The signing marks a key addition to a growing slate of countries aligning their space policies and standards of cooperation with the United States, as nations including China and India eye the moon as stage for technological advances and national prestige.

India, which last month became the fourth nation to achieve a soft landing on the moon, agreed to join the Artemis Accords in June but China and Russia have not.

Also Read | Joining the hunt: India and the Artemis Accords 

Germany became the latest signatory at the German ambassador’s residence in Washington during an event attended by NASA Administrator Bill Nelson and Walther Pelzer, head of the German Space Agency.
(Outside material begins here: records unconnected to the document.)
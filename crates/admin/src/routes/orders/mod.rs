//! Orders management route handlers.
//!
//! This module contains handlers for order listing, detail views, bulk actions,
//! single order actions, printing, and order editing.

mod actions;
mod bulk;
mod detail;
mod edit;
mod list;
mod print;
pub mod types;

// Re-export types needed by templates and router
pub use types::{OrderColumnVisibility, OrderDetailView, OrderTableView, OrderView, OrdersQuery};

// Re-export list handlers
pub use list::{OrdersIndexTemplate, index};

// Re-export detail handlers
pub use detail::{
    CancelFormInput, NoteFormInput, OrderShowTemplate, cancel, mark_paid, show, update_note,
};

// Re-export bulk handlers
pub use bulk::{
    BulkOrdersInput, BulkTagsInput, bulk_add_tags, bulk_archive, bulk_cancel, bulk_remove_tags,
};

// Re-export single action handlers
pub use actions::{
    ArchiveParams, CaptureInput, FulfillInput, HoldInput, RefundInput, ReturnInput, TagInput,
    archive, calculate_refund, capture, create_return, fulfill, hold_fulfillment, refund,
    release_hold, update_tags,
};

// Re-export print handlers
pub use print::{
    OrderInvoiceTemplate, OrderPackingSlipTemplate, PrintLineItemView, PrintOrderView, PrintQuery,
    print,
};

// Re-export edit handlers
pub use edit::{
    AddCustomItemInput, AddDiscountInput, AddShippingInput, AddVariantInput, CommitEditInput,
    EditLineItemsPartial, EditSummaryPartial, OrderEditTemplate, ProductSearchQuery,
    RemoveDiscountInput, RemoveShippingInput, SetQuantityInput, UpdateDiscountInput,
    UpdateShippingInput, edit, edit_add_custom_item, edit_add_discount, edit_add_shipping,
    edit_add_variant, edit_commit, edit_discard, edit_remove_discount, edit_remove_shipping,
    edit_search_products, edit_set_quantity, edit_update_discount, edit_update_shipping,
};

// Re-export additional types from types module that might be needed externally
pub use types::{
    AddressView, EditLineItemView, EditShippingLineView, FulfilledLineItemView,
    FulfillmentOrderLineItemView, FulfillmentOrderView, FulfillmentView, LineItemView,
    OrderEditView, RiskView, TimelineEventView, TransactionView,
};
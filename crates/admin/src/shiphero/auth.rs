//! `ShipHero` authentication module.
//!
//! Handles email/password authentication to obtain JWT tokens for API access.

use secrecy::{ExposeSecret, SecretString};
use serde::{Deserialize, Serialize};
use tracing::instrument;

use super::ShipHeroError;

/// `ShipHero` authentication endpoint.
const AUTH_ENDPOINT: &str = "https://public-api.shiphero.com/auth/token";

/// JWT token obtained from `ShipHero` authentication.
#[derive(Debug, Clone)]
pub struct ShipHeroToken {
    /// JWT access token for API requests.
    pub access_token: SecretString,
    /// Optional refresh token for obtaining new access tokens.
    pub refresh_token: Option<SecretString>,
    /// Unix timestamp when the access token expires.
    pub access_token_expires_at: i64,
    /// Unix timestamp when the refresh token expires (if applicable).
    pub refresh_token_expires_at: Option<i64>,
}

/// Request body for `ShipHero` authentication.
#[derive(Serialize)]
struct AuthRequest<'a> {
    email: &'a str,
    password: &'a str,
}

/// Response from `ShipHero` authentication endpoint.
#[derive(Deserialize)]
struct AuthResponse {
    access_token: String,
    #[serde(default)]
    refresh_token: Option<String>,
    /// Token lifetime in seconds.
    expires_in: i64,
    /// Refresh token lifetime in seconds (if applicable).
    #[serde(default)]
    refresh_expires_in: Option<i64>,
}

/// Error response from `ShipHero` authentication endpoint.
#[derive(Deserialize)]
struct AuthErrorResponse {
    #[serde(default)]
    error: Option<String>,
    #[serde(default)]
    message: Option<String>,
}

/// Authenticate with `ShipHero` using email and password.
///
/// Returns a JWT token that can be used for API requests.
///
/// # Arguments
///
/// * `email` - `ShipHero` account email
/// * `password` - `ShipHero` account password
///
/// # Errors
///
/// Returns `ShipHeroError::AuthenticationFailed` if credentials are invalid.
#[instrument(skip(password), fields(email = %email))]
pub async fn authenticate(
    client: &reqwest::Client,
    email: &str,
    password: &SecretString,
) -> Result<ShipHeroToken, ShipHeroError> {
    let now = chrono::Utc::now().timestamp();

    let response = client
        .post(AUTH_ENDPOINT)
        .json(&AuthRequest {
            email,
            password: password.expose_secret(),
        })
        .send()
        .await?;

    let status = response.status();

    if status.is_success() {
        let auth_response: AuthResponse = response.json().await?;

        Ok(ShipHeroToken {
            access_token: SecretString::from(auth_response.access_token),
            refresh_token: auth_response.refresh_token.map(SecretString::from),
            access_token_expires_at: now + auth_response.expires_in,
            refresh_token_expires_at: auth_response.refresh_expires_in.map(|secs| now + secs),
        })
    } else if status == reqwest::StatusCode::UNAUTHORIZED
        || status == reqwest::StatusCode::FORBIDDEN
    {
        let error_response: AuthErrorResponse =
            response.json().await.unwrap_or_else(|_| AuthErrorResponse {
                error: None,
                message: Some("Invalid credentials".to_string()),
            });

        let message = error_response
            .message
            .or(error_response.error)
            .unwrap_or_else(|| "Invalid credentials".to_string());

        Err(ShipHeroError::AuthenticationFailed(message))
    } else {
        let error_text = response
            .text()
            .await
            .unwrap_or_else(|_| "Unknown error".to_string());

        Err(ShipHeroError::AuthenticationFailed(format!(
            "HTTP {status}: {error_text}"
        )))
    }
}

/// Refresh an access token using a refresh token.
///
/// # Arguments
///
/// * `refresh_token` - The refresh token from a previous authentication
///
/// # Errors
///
/// Returns `ShipHeroError::AuthenticationFailed` if the refresh token is invalid or expired.
#[instrument(skip(refresh_token))]
pub async fn refresh_access_token(
    client: &reqwest::Client,
    refresh_token: &SecretString,
) -> Result<ShipHeroToken, ShipHeroError> {
    let now = chrono::Utc::now().timestamp();

    let response = client
        .post(AUTH_ENDPOINT)
        .json(&serde_json::json!({
            "refresh_token": refresh_token.expose_secret()
        }))
        .send()
        .await?;

    let status = response.status();

    if status.is_success() {
        let auth_response: AuthResponse = response.json().await?;

        Ok(ShipHeroToken {
            access_token: SecretString::from(auth_response.access_token),
            refresh_token: auth_response.refresh_token.map(SecretString::from),
            access_token_expires_at: now + auth_response.expires_in,
            refresh_token_expires_at: auth_response.refresh_expires_in.map(|secs| now + secs),
        })
    } else {
        let error_text = response
            .text()
            .await
            .unwrap_or_else(|_| "Unknown error".to_string());

        Err(ShipHeroError::AuthenticationFailed(format!(
            "Token refresh failed: {error_text}"
        )))
    }
}

impl ShipHeroToken {
    /// Check if the access token has expired.
    #[must_use]
    pub fn is_expired(&self) -> bool {
        let now = chrono::Utc::now().timestamp();
        // Consider expired if less than 60 seconds remaining
        now >= self.access_token_expires_at - 60
    }

    /// Check if the access token will expire within the given number of seconds.
    #[must_use]
    pub fn expires_within(&self, seconds: i64) -> bool {
        let now = chrono::Utc::now().timestamp();
        now >= self.access_token_expires_at - seconds
    }

    /// Check if a refresh token is available and not expired.
    #[must_use]
    pub fn can_refresh(&self) -> bool {
        self.refresh_token.is_some()
            && self.refresh_token_expires_at.is_none_or(|expires_at| {
                let now = chrono::Utc::now().timestamp();
                now < expires_at - 60
            })
    }
}

#[cfg(test)]
mod tests {
    use super::*;

    #[test]
    fn test_token_is_expired() {
        let now = chrono::Utc::now().timestamp();

        // Token that expired an hour ago
        let expired_token = ShipHeroToken {
            access_token: SecretString::from("test"),
            refresh_token: None,
            access_token_expires_at: now - 3600,
            refresh_token_expires_at: None,
        };
        assert!(expired_token.is_expired());

        // Token that expires in an hour
        let valid_token = ShipHeroToken {
            access_token: SecretString::from("test"),
            refresh_token: None,
            access_token_expires_at: now + 3600,
            refresh_token_expires_at: None,
        };
        assert!(!valid_token.is_expired());

        // Token that expires in 30 seconds (should be considered expired due to 60s buffer)
        let almost_expired_token = ShipHeroToken {
            access_token: SecretString::from("test"),
            refresh_token: None,
            access_token_expires_at: now + 30,
            refresh_token_expires_at: None,
        };
        assert!(almost_expired_token.is_expired());
    }

    #[test]
    fn test_can_refresh() {
        let now = chrono::Utc::now().timestamp();

        // Token with valid refresh token
        let with_refresh = ShipHeroToken {
            access_token: SecretString::from("test"),
            refresh_token: Some(SecretString::from("refresh")),
            access_token_expires_at: now - 3600, // expired
            refresh_token_expires_at: Some(now + 86400), // refresh valid for a day
        };
        assert!(with_refresh.can_refresh());

        // Token without refresh token
        let without_refresh = ShipHeroToken {
            access_token: SecretString::from("test"),
            refresh_token: None,
            access_token_expires_at: now - 3600,
            refresh_token_expires_at: None,
        };
        assert!(!without_refresh.can_refresh());

        // Token with expired refresh token
        let expired_refresh = ShipHeroToken {
            access_token: SecretString::from("test"),
            refresh_token: Some(SecretString::from("refresh")),
            access_token_expires_at: now - 3600,
            refresh_token_expires_at: Some(now - 1800), // expired
        };
        assert!(!expired_refresh.can_refresh());
    }
}
//! Naked Pineapple Storefront library.
//!
//! This crate provides the storefront functionality as a library,
//! allowing it to be tested and reused.

#![cfg_attr(not(test), forbid(unsafe_code))]

pub mod config;
pub mod db;
pub mod error;
pub mod middleware;
pub mod models;
pub mod routes;
pub mod services;
pub mod shopify;
pub mod state;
“It’s a big deal, because Germany is the economic powerhouse of Europe and has been a part of the European space program forever,” Nelson told Reuters on Thursday before the signing.

The accords aim to clarify and modernise principles of the widely ratified 1967 Outer Space Treaty by urging scientific transparency and establishing rules of coordination to avoid harmful interference in space and on the moon.

The pact is a diplomatic prong of the U.S. Artemis program, which was formed in 2019 with the goal of returning the first crew of astronauts to the lunar surface since 1972. Several short and long-term missions in the program aim to use the moon as a proving ground for spacecraft ahead of more difficult astronaut treks to Mars in the future.

Explained | India has signed the Artemis Accords. What is at stake? 

NASA has marshaled global allies and an array of private companies around the Artemis program to put NASA astronauts on the moon by 2027, a target that has been delayed from 2024 and is likely to be pushed back again amid spacecraft development delays.

Russia, an integral partner of NASA’s on the International Space Station, had considered participation in the Artemis program before instead agreeing to join China’s moon program, which also seeks to put humans on the lunar surface.

Japan, various European countries and other nations with big to small space programs have joined the accords. The European Space Agency (ESA), which represents 22 member states including Germany, is a core NASA partner on Gateway, a planned space station that will orbit the moon as part of the Artemis program.

“It’s vital to demonstrate unity and solidarity, and Germany signing signals unification among the pillar nations of ESA,” Mike Gold, NASA’s former international affairs chief and a key architect of the accords, told Reuters.